The CEO of Wal-Mart’s hourly wage works out to $8701. An entry-level Wal-Mart clerk in Arkansas makes six bucks an hour.
In the last thirty years the share of national income of the top one percent of Americans doubled. For most of the remaining 99 percent of households the share went down.
At the fall of Rome only two thousand people owned all the land between the Rhine and Euphrates rivers.
Synopsis
“The longest day of my life started when accidentally I shot myself, went downhill from there” is how Earl begins his story in The People on the Bus, A Story of the #99Percent. This is Peter Van Buren’s next project, a fictional look at the new economy. It is due out in Spring 2014.
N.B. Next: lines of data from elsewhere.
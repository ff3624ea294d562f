use csm_store::ParamMap;

use crate::error::{ServiceError, ServiceResult};

/// Domain tag for driver parameter keys.
pub const PARAMS_DOMAIN: &str = "csm-driver-params-v1";

/// Stable cache key of a parameter set.
///
/// BLAKE3 over `PARAMS_DOMAIN ":" <json>`, hex-encoded. [`ParamMap`] is a
/// sorted map, so equal parameter sets always produce the same key.
pub fn params_key(params: &ParamMap) -> ServiceResult<String> {
    let data = serde_json::to_vec(params)
        .map_err(|e| ServiceError::Configuration(format!("can not serialize params: {e}")))?;
    let mut hasher = blake3::Hasher::new();
    hasher.update(PARAMS_DOMAIN.as_bytes());
    hasher.update(b":");
    hasher.update(&data);
    Ok(hex::encode(hasher.finalize().as_bytes()))
}
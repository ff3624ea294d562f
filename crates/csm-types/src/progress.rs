use std::fmt;

use serde::{Deserialize, Serialize};

/// Byte accounting for a single streamed read or write.
///
/// Created at the start of a transfer with a fixed `total_size`, updated once
/// per chunk with the cumulative byte count, and dropped when the transfer
/// ends. `fraction` is always recomputed from the other two fields.
#[derive(Clone, Copy, Debug, PartialEq, Serialize, Deserialize)]
pub struct Progress {
    total_size: u64,
    processed: u64,
    fraction: f64,
}

impl Progress {
    /// Start tracking a transfer of `total_size` bytes.
    pub fn start(total_size: u64) -> Self {
        Self {
            total_size,
            processed: 0,
            fraction: 0.0,
        }
    }

    /// Record the cumulative number of bytes processed so far.
    pub fn update(&mut self, processed: u64) -> &Self {
        self.processed = processed;
        self.fraction = if self.total_size > 0 {
            processed as f64 / self.total_size as f64
        } else {
            0.0
        };
        self
    }

    pub fn total_size(&self) -> u64 {
        self.total_size
    }

    pub fn processed(&self) -> u64 {
        self.processed
    }

    /// Completed share of the transfer, from 0.0 to 1.0.
    pub fn fraction(&self) -> f64 {
        self.fraction
    }

    pub fn is_complete(&self) -> bool {
        self.processed >= self.total_size
    }
}

/// `total_processed_fraction`, e.g. `40842_8192_0.20057783654082`.
impl fmt::Display for Progress {
    fn fmt(&self, f: &mut fmt::Formatter<'_>) -> fmt::Result {
        write!(f, "{}_{}_{}", self.total_size, self.processed, self.fraction)
    }
}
The People on the Bus: A Story of the #99Percent (Alternate Title: On the Bus with the Ghosts of Tom Joad) is about growth, failure and redemption. It is Earl’s story, tracing rise of the Working Poor, and the non-working rich. It is funny and serious, Holden and Joe Dirt. Along the ride the story tackles bullying and suicide, first kisses and cunninglingus, and the protagonist’s struggle to overcome his father’s war that survived within him. It’s a question about how to still own something—your labor, your self-respect—you’d sold. At the heart of the story is the romance between Earl and Angel, a relationship that threads through Earl’s tribulations and ultimately gives him purpose at the end of his life.
The story takes place during Earl’s final metaphorical bus ride. Most of the folks who get on the bus with Earl have been long missing. Now they are coming and going, even talking to him, “just as if it was no big deal.” As Earl laments, “imagine running into both your mom and your old girlfriends in living color.”
Yet not everyone is familiar. A young Korean boy, silent in the back of the bus, represents a question Earl must learn to ask, and an answer from his father that will change him. As Earl tells us, “It seems everybody you run across in life you drag forward. You can’t help that. They’re all somehow on the bus with you.”
The stories are masculine portraits of the people Earl encountered in his life. His folks argue over money, unaware that their kitchen table scenes mirror those in a thousand Rust Belt towns. War plays a fundamental role in Earl’s—and America’s—story, as The People on the Bus guides the reader through its horrors in Korea. Earl grows as a man, falling in love, before the economic hardships of the 1980s and 90s wear on his spirit. He faces turns at low-paying retail jobs in the New Economy, then homelessness, meth, liquor and destitution. The effects on him and others like him might be hard to measure, but are easy to see. Earl says, “This used to be a country that talked about dreams with a straight face; it was never supposed to be a finite place.”
With notes of Woody Guthrie, John Steinbeck and their more modern counterparts Bruce Springsteen and Rage Against the Machine, The People on the Bus tells a story of a working class abandoned, still trying to create a better life for themselves, unaware that they are staking their futures on a myth.
“This ain’t a story, it’s an autopsy. We thought that factory in Reeve was written in ink but it was watercolor,” remembers Earl. “There were pieces of pieces of machinery from the factory left on the ground, too unimportant to sell off, too heavy to move, too bulky to bury, left scattered like clues from a lost civilization, the left droppings of our failure. Might as well been the bones of the men who worked there left. We were once the American Dream and now we just were what happened to it.”
The People on the Bus: A Story of the #99Percent is about regime change, the death of manufacturing, the deindustrialization of America, and a way of life that was lost alongside those jobs. Wages never were higher than in 1973 and fell as poverty rose in almost equal proportion. How did we go from the booming prosperity of the 1950s and 60s to the Rust Belt of the late 1970s in the course of only two or three generations?
Where did the 99% come from? They were always here, in Reeve, Ohio. This is their story.